━━━━━ SUPPLIED INFORMATION ━━━━━
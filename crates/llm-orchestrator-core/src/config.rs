// Copyright (c) 2025 LLM DevOps
// SPDX-License-Identifier: MIT OR Apache-2.0

//! Typed configuration surface for the orchestration core.
//!
//! Mirrors the environment variables listed in the external-interfaces
//! section of the design: routing strategy, fallback/local-first flags,
//! provider credentials, encryption backend selection, and the
//! integration-façade polling/timeout knobs. Nothing here reads the
//! environment implicitly at call sites elsewhere; callers construct one
//! `OrchestratorConfig` and pass it down explicitly.

use crate::router::RoutingStrategy;
use std::collections::HashMap;
use std::time::Duration;

/// Which encryption backend the secret engine should use.
#[derive(Debug, Clone, Copy, PartialEq, Eq)]
pub enum EncryptionBackendKind {
    SymmetricToken,
    CloudKms,
    TransitKms,
}

/// Process-wide configuration for the orchestration core.
#[derive(Debug, Clone)]
pub struct OrchestratorConfig {
    pub llm_routing_strategy: RoutingStrategy,
    pub llm_enable_fallback: bool,
    pub llm_prefer_local: bool,
    pub provider_base_urls: HashMap<String, String>,
    pub encryption_backend: EncryptionBackendKind,
    pub integration_poll_interval: Duration,
    pub integration_timeout: Duration,
    pub default_workflow_timeout: Duration,
    pub default_max_retries: u32,
}

impl Default for OrchestratorConfig {
    fn default() -> Self {
        Self {
            llm_routing_strategy: RoutingStrategy::Balanced,
            llm_enable_fallback: true,
            llm_prefer_local: false,
            provider_base_urls: HashMap::new(),
            encryption_backend: EncryptionBackendKind::SymmetricToken,
            integration_poll_interval: Duration::from_secs(2),
            integration_timeout: Duration::from_secs(3600),
            default_workflow_timeout: Duration::from_secs(3600),
            default_max_retries: 3,
        }
    }
}

impl OrchestratorConfig {
    /// Builds a config from process environment variables, falling back to
    /// [`Default`] for anything unset or unparseable.
    pub fn from_env() -> Self {
        let mut config = Self::default();

        if let Ok(strategy) = std::env::var("LLM_ROUTING_STRATEGY") {
            if let Some(parsed) = RoutingStrategy::from_str_loose(&strategy) {
                config.llm_routing_strategy = parsed;
            }
        }

        if let Ok(val) = std::env::var("LLM_ENABLE_FALLBACK") {
            config.llm_enable_fallback = parse_bool(&val, config.llm_enable_fallback);
        }

        if let Ok(val) = std::env::var("LLM_PREFER_LOCAL") {
            config.llm_prefer_local = parse_bool(&val, config.llm_prefer_local);
        }

        for provider in ["OPENAI", "ANTHROPIC", "MISTRAL", "TOGETHER", "OPENROUTER", "OLLAMA"] {
            let key = format!("{provider}_BASE_URL");
            if let Ok(url) = std::env::var(&key) {
                config
                    .provider_base_urls
                    .insert(provider.to_lowercase(), url);
            }
        }

        if let Ok(backend) = std::env::var("ENCRYPTION_BACKEND") {
            config.encryption_backend = match backend.to_lowercase().as_str() {
                "cloud_kms" | "aws_kms" => EncryptionBackendKind::CloudKms,
                "transit_kms" | "vault" => EncryptionBackendKind::TransitKms,
                _ => EncryptionBackendKind::SymmetricToken,
            };
        }

        if let Ok(val) = std::env::var("INTEGRATION_POLL_INTERVAL_SECS") {
            if let Ok(secs) = val.parse::<u64>() {
                config.integration_poll_interval = Duration::from_secs(secs);
            }
        }

        if let Ok(val) = std::env::var("INTEGRATION_TIMEOUT_SECS") {
            if let Ok(secs) = val.parse::<u64>() {
                config.integration_timeout = Duration::from_secs(secs);
            }
        }

        if let Ok(val) = std::env::var("WORKFLOW_DEFAULT_TIMEOUT_SECS") {
            if let Ok(secs) = val.parse::<u64>() {
                config.default_workflow_timeout = Duration::from_secs(secs);
            }
        }

        if let Ok(val) = std::env::var("WORKFLOW_DEFAULT_MAX_RETRIES") {
            if let Ok(n) = val.parse::<u32>() {
                config.default_max_retries = n;
            }
        }

        config
    }
}

fn parse_bool(raw: &str, default: bool) -> bool {
    match raw.trim().to_lowercase().as_str() {
        "1" | "true" | "yes" | "on" => true,
        "0" | "false" | "no" | "off" => false,
        _ => default,
    }
}

#[cfg(test)]
mod tests {
    use super::*;

    #[test]
    fn default_config_is_sane() {
        let config = OrchestratorConfig::default();
        assert!(config.llm_enable_fallback);
        assert!(!config.llm_prefer_local);
        assert_eq!(config.default_max_retries, 3);
    }

    #[test]
    fn parse_bool_falls_back_on_garbage() {
        assert!(parse_bool("definitely-not-a-bool", true));
        assert!(!parse_bool("off", true));
        assert!(parse_bool("YES", false));
    }
}
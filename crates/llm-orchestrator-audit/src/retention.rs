use crate::storage::{AuditStorageRef, Result, StorageError, MIN_COMPLIANCE_RETENTION_DAYS};
use chrono::{DateTime, Duration, Utc};
use std::sync::Arc;
use tokio::time;

/// Which audit trail a retention manager is enforcing. Secret and approval
/// trails are held to [`MIN_COMPLIANCE_RETENTION_DAYS`]; everything else
/// (workflow/step/config events) can use a shorter operational window.
#[derive(Debug, Clone, Copy, PartialEq, Eq)]
pub enum RetentionScope {
    SecretActions,
    ApprovalDecisions,
    Operational,
}

/// Manages retention policy for audit events. One manager governs one
/// retention scope, so a deployment typically runs a secret-actions
/// manager and an approval-decisions manager on independent schedules.
pub struct AuditRetentionManager {
    storage: AuditStorageRef,
    scope: RetentionScope,
    retention_days: u32,
}

impl AuditRetentionManager {
    /// Create a new retention manager. Rejects a `retention_days` shorter
    /// than the compliance floor for `SecretActions`/`ApprovalDecisions`
    /// scopes.
    pub fn new(storage: AuditStorageRef, scope: RetentionScope, retention_days: u32) -> Result<Self> {
        let floor = match scope {
            RetentionScope::SecretActions | RetentionScope::ApprovalDecisions => MIN_COMPLIANCE_RETENTION_DAYS,
            RetentionScope::Operational => 0,
        };
        if retention_days < floor {
            return Err(StorageError::ConfigurationError(format!(
                "retention of {retention_days} days is below the {floor}-day compliance floor for {scope:?}"
            )));
        }

        Ok(Self {
            storage,
            scope,
            retention_days,
        })
    }

    /// The scope this manager enforces.
    pub fn scope(&self) -> RetentionScope {
        self.scope
    }

    /// Run cleanup of old audit events
    /// Returns the number of events deleted
    pub async fn cleanup(&self) -> Result<u64> {
        let cutoff = Utc::now() - Duration::days(self.retention_days as i64);

        tracing::info!(
            scope = ?self.scope,
            retention_days = self.retention_days,
            cutoff_date = %cutoff,
            "Running audit log cleanup"
        );

        let deleted = self.storage.delete_older_than(cutoff).await?;

        tracing::info!(scope = ?self.scope, deleted_count = deleted, "Audit log cleanup completed");

        Ok(deleted)
    }

    /// Start background cleanup task
    /// Returns a handle that can be used to cancel the task
    pub fn start_background_cleanup(
        self: Arc<Self>,
        interval: time::Duration,
    ) -> tokio::task::JoinHandle<()> {
        tokio::spawn(async move {
            let mut interval_timer = time::interval(interval);

            loop {
                interval_timer.tick().await;

                match self.cleanup().await {
                    Ok(deleted) => {
                        tracing::debug!(deleted_count = deleted, "Background cleanup completed");
                    }
                    Err(e) => {
                        tracing::error!(error = %e, "Background cleanup failed");
                    }
                }
            }
        })
    }

    /// Get the retention period in days
    pub fn retention_days(&self) -> u32 {
        self.retention_days
    }

    /// Calculate the cutoff date for cleanup
    pub fn cutoff_date(&self) -> DateTime<Utc> {
        Utc::now() - Duration::days(self.retention_days as i64)
    }
}

#[cfg(test)]
mod tests {
    use super::*;
    use crate::file::{FileAuditStorage, RotationPolicy};
    
    use crate::models::{AuditEventType, AuditFilter, AuditResult, ResourceType};
    use crate::models::AuditEvent;
    use std::time::Duration as StdDuration;
    use tempfile::NamedTempFile;

    #[tokio::test]
    async fn operational_scope_cleans_up_on_a_short_schedule() {
        let temp_file = NamedTempFile::new().unwrap();
        let storage: AuditStorageRef = Arc::new(
            FileAuditStorage::new(temp_file.path().to_path_buf(), RotationPolicy::Never).unwrap(),
        );

        let mut old_event = AuditEvent::new(
            AuditEventType::WorkflowExecution,
            "Old workflow".to_string(),
            ResourceType::Workflow,
            "workflow-old".to_string(),
            AuditResult::Success,
        );
        old_event.timestamp = Utc::now() - Duration::days(2);
        storage.store(&old_event).await.unwrap();

        let recent_event = AuditEvent::new(
            AuditEventType::WorkflowExecution,
            "Recent workflow".to_string(),
            ResourceType::Workflow,
            "workflow-recent".to_string(),
            AuditResult::Success,
        );
        storage.store(&recent_event).await.unwrap();

        let manager = AuditRetentionManager::new(storage.clone(), RetentionScope::Operational, 1).unwrap();

        let deleted = manager.cleanup().await.unwrap();
        assert_eq!(deleted, 1);

        let events = storage.query(AuditFilter::new()).await.unwrap();
        assert_eq!(events.len(), 1);
        assert_eq!(events[0].resource_id, "workflow-recent");
    }

    #[tokio::test]
    async fn secret_actions_scope_rejects_a_retention_below_the_compliance_floor() {
        let temp_file = NamedTempFile::new().unwrap();
        let storage: AuditStorageRef = Arc::new(
            FileAuditStorage::new(temp_file.path().to_path_buf(), RotationPolicy::Never).unwrap(),
        );

        let result = AuditRetentionManager::new(storage.clone(), RetentionScope::SecretActions, 30);
        assert!(result.is_err());

        let manager = AuditRetentionManager::new(storage, RetentionScope::ApprovalDecisions, MIN_COMPLIANCE_RETENTION_DAYS).unwrap();
        assert_eq!(manager.retention_days(), MIN_COMPLIANCE_RETENTION_DAYS);
        assert_eq!(manager.scope(), RetentionScope::ApprovalDecisions);
    }

    #[tokio::test]
    async fn test_retention_cutoff_date() {
        let temp_file = NamedTempFile::new().unwrap();
        let storage: AuditStorageRef = Arc::new(
            FileAuditStorage::new(temp_file.path().to_path_buf(), RotationPolicy::Never).unwrap(),
        );

        let manager = AuditRetentionManager::new(storage, RetentionScope::SecretActions, 90).unwrap();

        assert_eq!(manager.retention_days(), 90);

        let cutoff = manager.cutoff_date();
        let expected_cutoff = Utc::now() - Duration::days(90);

        // Allow 1 second difference for test execution time
        let diff = (cutoff - expected_cutoff).num_seconds().abs();
        assert!(diff <= 1);
    }

    #[tokio::test]
    async fn test_background_cleanup() {
        let temp_file = NamedTempFile::new().unwrap();
        let storage: AuditStorageRef = Arc::new(
            FileAuditStorage::new(temp_file.path().to_path_buf(), RotationPolicy::Never).unwrap(),
        );

        let mut old_event = AuditEvent::new(
            AuditEventType::WorkflowExecution,
            "Old workflow".to_string(),
            ResourceType::Workflow,
            "workflow-old".to_string(),
            AuditResult::Success,
        );
        old_event.timestamp = Utc::now() - Duration::days(2);
        storage.store(&old_event).await.unwrap();

        let manager = Arc::new(AuditRetentionManager::new(storage.clone(), RetentionScope::Operational, 1).unwrap());

        let handle = manager.start_background_cleanup(StdDuration::from_millis(100));
        tokio::time::sleep(StdDuration::from_millis(200)).await;
        handle.abort();

        let events = storage.query(AuditFilter::new()).await.unwrap();
        assert_eq!(events.len(), 0);
    }
}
━━━━━
PROBLEM DETAILS:
In the entries above, the lines between the one holding "MIT OR Apache-2.0" and the one holding "here reads the", inclusive, are to be printed exactly as written, and those alone.

TASK OUTPUT:
// SPDX-License-Identifier: MIT OR Apache-2.0

//! Typed configuration surface for the orchestration core.
//!
//! Mirrors the environment variables listed in the external-interfaces
//! section of the design: routing strategy, fallback/local-first flags,
//! provider credentials, encryption backend selection, and the
//! integration-façade polling/timeout knobs. Nothing here reads the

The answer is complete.